I have a new book of poems coming out with Finishing Line Press. Check it out:
I’ve canoed and hiked in beautiful places all over the Northeast this fall. The nature sustains me. Writing sustains me. I have a new book, Touch My Head Softly, which will be out from Finishing Line Press in early 2021.
“I believe the world is beautiful and that poetry, like bread, is for everyone, and that my veins don’t end in me but in the unanimous struggle for life, love, little things, landscape and bread.”
-Graffiti on a wall in the Mission District of San Francisco
I believe poetry is for everyone. Although many people who read serious print matter and quality fiction do not read poetry, I think that this is their loss. The poetry coming out today is accessible, relevant and enjoyable in concept and sound. Take look at Billy Collins, Natasha Trethaway or even Louise Glück, the 2020 winner of the Nobel Prize in Literature.

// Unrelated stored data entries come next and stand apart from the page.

//! Prediction service adapters

mod http;

pub use http::HttpPredictionGateway;
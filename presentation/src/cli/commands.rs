//! CLI command definitions

use breath_domain::OutputFormat;
use clap::{Parser, ValueEnum};
use std::path::PathBuf;

/// Output format for a prediction report
#[derive(Debug, Clone, Copy, PartialEq, Eq, ValueEnum)]
pub enum OutputFormatArg {
    /// Full newspaper edition
    Edition,
    /// One-paragraph summary
    Brief,
    /// Raw JSON payload
    Json,
}

impl From<OutputFormatArg> for OutputFormat {
    fn from(arg: OutputFormatArg) -> Self {
        match arg {
            OutputFormatArg::Edition => OutputFormat::Edition,
            OutputFormatArg::Brief => OutputFormat::Brief,
            OutputFormatArg::Json => OutputFormat::Json,
        }
    }
}

/// CLI arguments for daily-breath
#[derive(Parser, Debug)]
#[command(name = "daily-breath")]
#[command(author, version, about = "The Daily Breath - air quality and health risk edition")]
#[command(long_about = r#"
The Daily Breath asks the air-quality prediction service for today's AQI,
pollutant readings, weather and your personal health risks, and prints
them as a newspaper edition.

Any of --age, --gender or --parent left out is asked for interactively.

Gender codes:  0 = Female, 1 = Male, 2 = Other
Parent codes:  0 = No, 1 = Yes

Settings are taken from (highest priority first):
1. --api-url, -o, --no-animate, --no-color  Command-line flags
2. DAILY_BREATH_API_URL                     API URL from the environment
3. REACT_APP_API_URL                        API URL from the environment
4. --config <path>                          Explicit config file
5. ./daily-breath.toml                      Project-level config
6. ~/.config/daily-breath/config.toml       Global config
7. Built-in defaults                        http://localhost:5000

--no-config skips the three files; flags and environment still apply.

Example:
  daily-breath --age 34 --gender 1 --parent 0
  daily-breath --age 70 --gender female --parent yes -o brief
  daily-breath --api-url https://aqi.example.org --health
"#)]
pub struct Cli {
    /// Reader age (1-120)
    #[arg(short, long, value_name = "YEARS")]
    pub age: Option<String>,

    /// Gender code or name (0/female, 1/male, 2/other)
    #[arg(short, long, value_name = "GENDER")]
    pub gender: Option<String>,

    /// Parent status code or name (0/no, 1/yes)
    #[arg(short, long, value_name = "PARENT")]
    pub parent: Option<String>,

    /// Base URL of the prediction service
    #[arg(long, value_name = "URL")]
    pub api_url: Option<String>,

    /// Output format (defaults to the configured one)
    #[arg(short, long, value_enum)]
    pub output: Option<OutputFormatArg>,

    /// Print the edition at once, without entrance animations
    #[arg(long)]
    pub no_animate: bool,

    /// Disable colored output
    #[arg(long)]
    pub no_color: bool,

    /// Verbosity level (-v = info, -vv = debug, -vvv = trace)
    #[arg(short, long, action = clap::ArgAction::Count)]
    pub verbose: u8,

    /// Suppress the progress spinner
    #[arg(short, long)]
    pub quiet: bool,

    /// Path to configuration file
    #[arg(long, value_name = "PATH")]
    pub config: Option<PathBuf>,

    /// Disable loading of configuration files
    #[arg(long)]
    pub no_config: bool,

    /// Show configuration file locations and exit
    #[arg(long)]
    pub show_config: bool,

    /// Check whether the prediction service is up and exit
    #[arg(long)]
    pub health: bool,
}
//! AQI band value object
//!
//! The printed AQI scale is split into six equal segments. Each band owns
//! one segment and the index is placed inside it by linear interpolation
//! between the band's lower and upper bound.

use crate::core::error::DomainError;
use serde::{Deserialize, Serialize};

/// Width of one band on the printed scale, in percent
pub const SCALE_SEGMENT: f64 = 16.66;

/// Ordered AQI bands (Value Object)
#[derive(Debug, Clone, Copy, PartialEq, Eq, PartialOrd, Ord, Hash, Serialize, Deserialize)]
#[serde(rename_all = "snake_case")]
pub enum AqiBand {
    Good,
    Moderate,
    UnhealthyForSensitiveGroups,
    Unhealthy,
    VeryUnhealthy,
    Hazardous,
}

impl AqiBand {
    /// All bands, lowest first
    pub const ALL: [AqiBand; 6] = [
        AqiBand::Good,
        AqiBand::Moderate,
        AqiBand::UnhealthyForSensitiveGroups,
        AqiBand::Unhealthy,
        AqiBand::VeryUnhealthy,
        AqiBand::Hazardous,
    ];

    /// Classify an index value. Upper bounds are inclusive.
    pub fn from_aqi(aqi: f64) -> Self {
        if aqi <= 50.0 {
            AqiBand::Good
        } else if aqi <= 100.0 {
            AqiBand::Moderate
        } else if aqi <= 150.0 {
            AqiBand::UnhealthyForSensitiveGroups
        } else if aqi <= 200.0 {
            AqiBand::Unhealthy
        } else if aqi <= 300.0 {
            AqiBand::VeryUnhealthy
        } else {
            AqiBand::Hazardous
        }
    }

    /// Headline printed under the AQI counter
    pub fn category(&self) -> &'static str {
        match self {
            AqiBand::Good => "Good — Safe for all outdoor activities",
            AqiBand::Moderate => "Moderate — Acceptable air quality",
            AqiBand::UnhealthyForSensitiveGroups => {
                "Unhealthy for Sensitive Groups — Exercise caution"
            }
            AqiBand::Unhealthy => "Unhealthy — Health effects possible for all",
            AqiBand::VeryUnhealthy => "Very Unhealthy — Health alert for everyone",
            AqiBand::Hazardous => "HAZARDOUS — Emergency conditions!",
        }
    }

    /// Short name used in the brief edition and in logs
    pub fn short_name(&self) -> &'static str {
        match self {
            AqiBand::Good => "Good",
            AqiBand::Moderate => "Moderate",
            AqiBand::UnhealthyForSensitiveGroups => "Unhealthy for Sensitive Groups",
            AqiBand::Unhealthy => "Unhealthy",
            AqiBand::VeryUnhealthy => "Very Unhealthy",
            AqiBand::Hazardous => "Hazardous",
        }
    }

    /// Print color as a `#rrggbb` string
    pub fn color(&self) -> &'static str {
        match self {
            AqiBand::Good => "#2d5a3d",
            AqiBand::Moderate => "#8b7355",
            AqiBand::UnhealthyForSensitiveGroups => "#b8860b",
            AqiBand::Unhealthy => "#9b1b30",
            AqiBand::VeryUnhealthy => "#6b1320",
            AqiBand::Hazardous => "#2d1b2d",
        }
    }

    /// Print color as an RGB triple
    pub fn rgb(&self) -> (u8, u8, u8) {
        // The table above only holds well-formed colors
        parse_hex_color(self.color()).unwrap_or((0, 0, 0))
    }

    /// Index range covered by this band, `(lower, upper)`
    ///
    /// The hazardous band has no upper bound in classification; for
    /// positioning it saturates 200 points above its lower bound.
    fn span(&self) -> (f64, f64) {
        match self {
            AqiBand::Good => (0.0, 50.0),
            AqiBand::Moderate => (50.0, 100.0),
            AqiBand::UnhealthyForSensitiveGroups => (100.0, 150.0),
            AqiBand::Unhealthy => (150.0, 200.0),
            AqiBand::VeryUnhealthy => (200.0, 300.0),
            AqiBand::Hazardous => (300.0, 500.0),
        }
    }

    /// Zero-based position of this band on the scale
    pub fn ordinal(&self) -> usize {
        *self as usize
    }

    /// Place an index value on the printed scale, in percent
    pub fn position(&self, aqi: f64) -> f64 {
        let (lower, upper) = self.span();
        let mut fraction = (aqi - lower) / (upper - lower);
        if *self == AqiBand::Hazardous {
            fraction = fraction.min(1.0);
        }
        let offset = match self {
            // 83.3 is printed as-is on the hazardous segment, not 5 * 16.66
            AqiBand::Hazardous => 83.3,
            other => other.ordinal() as f64 * SCALE_SEGMENT,
        };
        (offset + fraction * SCALE_SEGMENT).max(0.0)
    }
}

impl std::fmt::Display for AqiBand {
    fn fmt(&self, f: &mut std::fmt::Formatter<'_>) -> std::fmt::Result {
        write!(f, "{}", self.short_name())
    }
}

/// Everything the front page needs to print an AQI value
#[derive(Debug, Clone, PartialEq, Serialize)]
pub struct AqiInfo {
    pub band: AqiBand,
    pub category: &'static str,
    pub color: &'static str,
    /// Indicator position on the scale, in percent
    pub position: f64,
}

impl AqiInfo {
    pub fn from_aqi(aqi: f64) -> Self {
        let band = AqiBand::from_aqi(aqi);
        Self {
            band,
            category: band.category(),
            color: band.color(),
            position: band.position(aqi),
        }
    }
}

/// Parse a `#rrggbb` color into an RGB triple
pub fn parse_hex_color(hex: &str) -> Result<(u8, u8, u8), DomainError> {
    let digits = hex
        .strip_prefix('#')
        .filter(|d| d.len() == 6 && d.is_ascii())
        .ok_or_else(|| DomainError::InvalidColor(hex.to_string()))?;

    let channel = |range: std::ops::Range<usize>| {
        u8::from_str_radix(&digits[range], 16)
            .map_err(|_| DomainError::InvalidColor(hex.to_string()))
    };

    Ok((channel(0..2)?, channel(2..4)?, channel(4..6)?))
}
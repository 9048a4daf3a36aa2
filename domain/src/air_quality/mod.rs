//! Air quality classification
//!
//! - [`index`]: AQI bands, headline text, print colors and scale positions
//! - [`pollutant`]: per-pollutant breakpoint tables and severity levels

pub mod index;
pub mod pollutant;
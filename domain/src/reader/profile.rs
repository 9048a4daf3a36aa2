//! Reader profile value object

use serde::{Deserialize, Serialize};
use thiserror::Error;

/// Youngest accepted reader age
pub const MIN_AGE: u8 = 1;
/// Oldest accepted reader age
pub const MAX_AGE: u8 = 120;

/// Form validation failures, checked in the order the form is read
#[derive(Error, Debug, Clone, PartialEq, Eq)]
pub enum ReaderError {
    #[error("Please enter a valid age (1-120)")]
    InvalidAge,

    #[error("Please select your gender")]
    MissingGender,

    #[error("Please indicate parent status")]
    MissingParentStatus,

    #[error("Invalid gender. Must be 0 (Female), 1 (Male), or 2 (Other)")]
    InvalidGender,

    #[error("Invalid parent status. Must be 0 (No) or 1 (Yes)")]
    InvalidParentStatus,
}

impl ReaderError {
    /// Message shown to the reader when submission is blocked
    pub fn alert(&self) -> String {
        format!("ATTENTION READER: {}", self)
    }
}

/// Gender code accepted by the prediction service
#[derive(Debug, Clone, Copy, PartialEq, Eq, Serialize, Deserialize)]
#[serde(rename_all = "lowercase")]
pub enum Gender {
    Female,
    Male,
    Other,
}

impl Gender {
    pub fn code(&self) -> u8 {
        match self {
            Gender::Female => 0,
            Gender::Male => 1,
            Gender::Other => 2,
        }
    }

    pub fn from_code(code: u8) -> Option<Self> {
        match code {
            0 => Some(Gender::Female),
            1 => Some(Gender::Male),
            2 => Some(Gender::Other),
            _ => None,
        }
    }
}

impl std::str::FromStr for Gender {
    type Err = ReaderError;

    /// Accepts the numeric code or the name
    fn from_str(s: &str) -> Result<Self, Self::Err> {
        let s = s.trim();
        if s.is_empty() {
            return Err(ReaderError::MissingGender);
        }
        match s.to_ascii_lowercase().as_str() {
            "female" | "f" => Ok(Gender::Female),
            "male" | "m" => Ok(Gender::Male),
            "other" | "o" => Ok(Gender::Other),
            code => code
                .parse::<u8>()
                .ok()
                .and_then(Gender::from_code)
                .ok_or(ReaderError::InvalidGender),
        }
    }
}

impl std::fmt::Display for Gender {
    fn fmt(&self, f: &mut std::fmt::Formatter<'_>) -> std::fmt::Result {
        let name = match self {
            Gender::Female => "Female",
            Gender::Male => "Male",
            Gender::Other => "Other",
        };
        write!(f, "{}", name)
    }
}

/// Whether the reader is a parent
#[derive(Debug, Clone, Copy, PartialEq, Eq, Serialize, Deserialize)]
#[serde(rename_all = "lowercase")]
pub enum ParentStatus {
    No,
    Yes,
}

impl ParentStatus {
    pub fn code(&self) -> u8 {
        match self {
            ParentStatus::No => 0,
            ParentStatus::Yes => 1,
        }
    }

    pub fn from_code(code: u8) -> Option<Self> {
        match code {
            0 => Some(ParentStatus::No),
            1 => Some(ParentStatus::Yes),
            _ => None,
        }
    }
}

impl std::str::FromStr for ParentStatus {
    type Err = ReaderError;

    /// Accepts the numeric code or yes/no
    fn from_str(s: &str) -> Result<Self, Self::Err> {
        let s = s.trim();
        if s.is_empty() {
            return Err(ReaderError::MissingParentStatus);
        }
        match s.to_ascii_lowercase().as_str() {
            "no" | "n" => Ok(ParentStatus::No),
            "yes" | "y" => Ok(ParentStatus::Yes),
            code => code
                .parse::<u8>()
                .ok()
                .and_then(ParentStatus::from_code)
                .ok_or(ReaderError::InvalidParentStatus),
        }
    }
}

impl std::fmt::Display for ParentStatus {
    fn fmt(&self, f: &mut std::fmt::Formatter<'_>) -> std::fmt::Result {
        let name = match self {
            ParentStatus::No => "No",
            ParentStatus::Yes => "Yes",
        };
        write!(f, "{}", name)
    }
}

/// A validated reader (Value Object)
#[derive(Debug, Clone, Copy, PartialEq, Eq, Serialize, Deserialize)]
pub struct ReaderProfile {
    age: u8,
    gender: Gender,
    parent: ParentStatus,
}

impl ReaderProfile {
    /// Create a profile from already typed values
    pub fn new(age: u8, gender: Gender, parent: ParentStatus) -> Result<Self, ReaderError> {
        if !(MIN_AGE..=MAX_AGE).contains(&age) {
            return Err(ReaderError::InvalidAge);
        }
        Ok(Self {
            age,
            gender,
            parent,
        })
    }

    /// Validate raw form fields
    ///
    /// Fractional ages are truncated after the range check, so `"0.5"` is
    /// rejected and `"30.9"` becomes 30.
    pub fn from_form(age: &str, gender: &str, parent: &str) -> Result<Self, ReaderError> {
        let age = parse_age(age)?;
        let gender = gender.parse::<Gender>()?;
        let parent = parent.parse::<ParentStatus>()?;
        Self::new(age, gender, parent)
    }

    pub fn age(&self) -> u8 {
        self.age
    }

    pub fn gender(&self) -> Gender {
        self.gender
    }

    pub fn parent(&self) -> ParentStatus {
        self.parent
    }

    /// Build the `/predict` request body
    pub fn to_request(&self) -> PredictRequest {
        PredictRequest {
            age: self.age,
            gender_enc: self.gender.code(),
            parent_enc: self.parent.code(),
        }
    }
}

fn parse_age(raw: &str) -> Result<u8, ReaderError> {
    let value: f64 = raw.trim().parse().map_err(|_| ReaderError::InvalidAge)?;
    if !value.is_finite() || value < MIN_AGE as f64 || value > MAX_AGE as f64 {
        return Err(ReaderError::InvalidAge);
    }
    Ok(value.trunc() as u8)
}

/// Body of `POST /predict`
#[derive(Debug, Clone, Copy, PartialEq, Eq, Serialize, Deserialize)]
pub struct PredictRequest {
    pub age: u8,
    pub gender_enc: u8,
    pub parent_enc: u8,
}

There are things known and there are things unknown, and in between are the doors of perception.” ― Aldous Huxley
For the artist, the world is shaped by perspective. It is that ability to view things from their own unique point of view, yet contextualize this point of view in factual reality. Can everything be defined in a limited world? Can the artist place his/her/their work in the larger framework?
As a writer, I try to contextualize my work in the larger world, but it changes so rapidly. I find I have just gotten my pen around one situation when another arises to contradict the first.
I have been doing phone banks these past few weeks to get out the vote for the presidential election. I try to listen to other people’s perspectives when I speak with them because if there is no dialogue, there is no bridge to unification and understanding between people. If I can’t listen to someone, I can’t convince them of my point of view. The country is so divided that I fear we will never come together again. There are so many signs in front of people’s homes, even in my own community, that advocate different philosophies. How will we all find a common voice after the election?
The dream state is sometimes a source of inspiration for writers, but this is the opposite of reality. But writes thrive on illusion, on an alternate view of what is.
As we pass through daily living, we pass through many―colored lenses that paint our writing with its own view. Yet how do we bring our view back to the world view, so everyone can relate?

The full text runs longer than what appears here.